If the hallux remains in valgus despite a congruent MTP joint and a corrected IMA (indicating an abnormal PAA or hallux valgus interphalangeus), a medial closing wedge osteotomy of the proximal phalanx (Akin procedure) is indicated.
* A transverse cut is made at the metaphyseal-diaphyseal junction of the proximal phalanx, leaving the lateral cortex intact to act as a hinge.
* A small medial wedge of bone is removed, the osteotomy is closed, and it is fixed with a staple, screw, or suture.

6. Medial Capsulorrhaphy

The final step is the meticulous repair of the medial capsule to restore the tension of the medial structures and reposition the abductor hallucis.
* The toe is held in neutral alignment (0 degrees of valgus, 10 degrees of dorsiflexion).
* The capsular flaps are imbricated and sutured using non-absorbable or slowly absorbable sutures.
* Crucial Step: Ensure that the capsulosesamoid and capsulophalangeal portions of the ligament are tensioned appropriately to pull the tibial sesamoid back into its anatomical position beneath the metatarsal head.

POSTOPERATIVE PROTOCOL

Postoperative management is as critical as the surgical execution to ensure optimal outcomes and prevent displacement of the osteotomies.
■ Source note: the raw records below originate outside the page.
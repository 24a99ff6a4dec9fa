//! SQL dialect adapters.
//!
//! Everything dialect-specific the compiler and the environment need goes
//! through [`DbAdapter`]: operator rendering, identifier quoting, column
//! types, identifier limits, the recursive descendant query used by
//! `child_of`, placeholder rebinding and conflict classification.

pub mod postgres;

pub use postgres::PostgresAdapter;

use crate::condition::Operator;
use crate::executor::DbError;
use crate::schema::FieldDescriptor;
use crate::value::Value;
use once_cell::sync::Lazy;
use regex::Regex;

pub trait DbAdapter: Send + Sync {
    /// SQL operator for `op` and the argument to bind with it.
    ///
    /// Substring operators wrap the argument in wildcards here. Null and
    /// list arguments never reach this method.
    fn operator_sql(&self, op: Operator, arg: Value) -> (String, Value);

    fn quote_identifier(&self, name: &str) -> String;

    /// Column type of a stored field.
    fn column_type(&self, field: &FieldDescriptor) -> String;

    /// Column type plus nullability, as used in `CREATE TABLE`.
    fn column_definition(&self, field: &FieldDescriptor) -> String {
        let ty = self.column_type(field);
        if field.required || field.json == "id" {
            format!("{ty} NOT NULL")
        } else {
            ty
        }
    }

    /// Longest identifier the dialect accepts.
    fn max_identifier_length(&self) -> usize;

    /// Query returning `id` for the record bound to its single placeholder
    /// and every record below it through `parent_column`.
    fn recursive_descendants_query(&self, table: &str, parent_column: &str) -> String;

    /// Whether a failed unit of work should be retried.
    fn is_serialization_conflict(&self, err: &DbError) -> bool;

    /// Rewrite `?` placeholders to the dialect's syntax.
    fn rebind(&self, sql: &str) -> String;

    /// Clause appended to an `INSERT` to return the new id.
    fn returning_id(&self) -> String;

    fn create_sequence_sql(&self, name: &str, increment: i64, start: i64) -> String;

    fn alter_sequence_sql(&self, name: &str, increment: i64, restart: Option<i64>) -> String;

    fn drop_sequence_sql(&self, name: &str) -> String;

    fn next_sequence_value_sql(&self, name: &str) -> String;
}

static IDENTIFIER: Lazy<Regex> =
    Lazy::new(|| Regex::new(r"^[A-Za-z_][A-Za-z0-9_]*$").expect("identifier pattern is valid"));

/// Whether `name` can be embedded in SQL text as an identifier without
/// escaping (sequence names are not bindable parameters).
pub fn is_valid_identifier(name: &str) -> bool {
    IDENTIFIER.is_match(name)
}

#[cfg(test)]
mod tests {
    use super::*;

    #[test]
    fn test_identifier_validation() {
        assert!(is_valid_identifier("invoice_seq"));
        assert!(is_valid_identifier("_x1"));
        assert!(!is_valid_identifier("1abc"));
        assert!(!is_valid_identifier("a; DROP TABLE x"));
        assert!(!is_valid_identifier(""));
    }
}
  • Immediate Post-Op: The foot is placed in a bulky, compressive dressing. The hallux is splinted in a neutral position using bandages to protect the medial capsulorrhaphy.
  • Weight-Bearing: Depending on the stability of the osteotomy, patients are typically allowed heel-weight-bearing or flat-foot weight-bearing in a rigid postoperative shoe or boot immediately after surgery. Lapidus procedures or proximal osteotomies may require 2 to 6 weeks of strict non-weight-bearing.
  • Wound Care: Dressings are changed at 10 to 14 days, and sutures are removed. A toe spacer or bunion splint is often utilized for an additional 4 to 6 weeks to maintain alignment while the soft tissues heal.
  • Rehabilitation: Active and passive range-of-motion (ROM) exercises of the first MTP joint are initiated at 2 to 3 weeks to prevent arthrofibrosis. Strengthening of the intrinsic foot musculature begins at 6 weeks.
  • Return to Activity: Transition to wide-toe-box athletic shoes occurs at 6 to 8 weeks. High-impact activities and sports are generally restricted until 3 to 4 months postoperatively, pending radiographic evidence of complete osseous union.

COMPLICATIONS AND PITFALLS

Despite meticulous technique, complications can arise. Surgeons must be prepared to identify and manage these effectively.

  1. Hallux Varus: Often caused by over-resection of the medial eminence, over-tightening of the medial capsule, aggressive lateral release (especially excision of the fibular sesamoid), or excessive lateral translation of the metatarsal head. It presents as a medial deviation of the toe and can be highly symptomatic.
  2. Recurrence: The most common complication, typically resulting from under-correction of the IMA, failure to recognize and correct an abnormal DMAA, or failure to address first TMT hypermobility.
  3. Avascular Necrosis (AVN) of the Metatarsal Head: The blood supply to the first metatarsal head enters via the distal capsular attachments. Extensive lateral release combined with aggressive medial stripping can disrupt this vascularity. Surgeons must preserve the plantar-lateral soft tissue attachments during osteotomies.
  4. Transfer Metatarsalgia: If the first metatarsal is excessively shortened or dorsiflexed during the osteotomy, weight-bearing forces will shift to the lesser metatarsals, leading to intractable pain and callosities under the second or third metatarsal heads. Precise execution of plantar-flexing or length-preserving osteotomies is essential.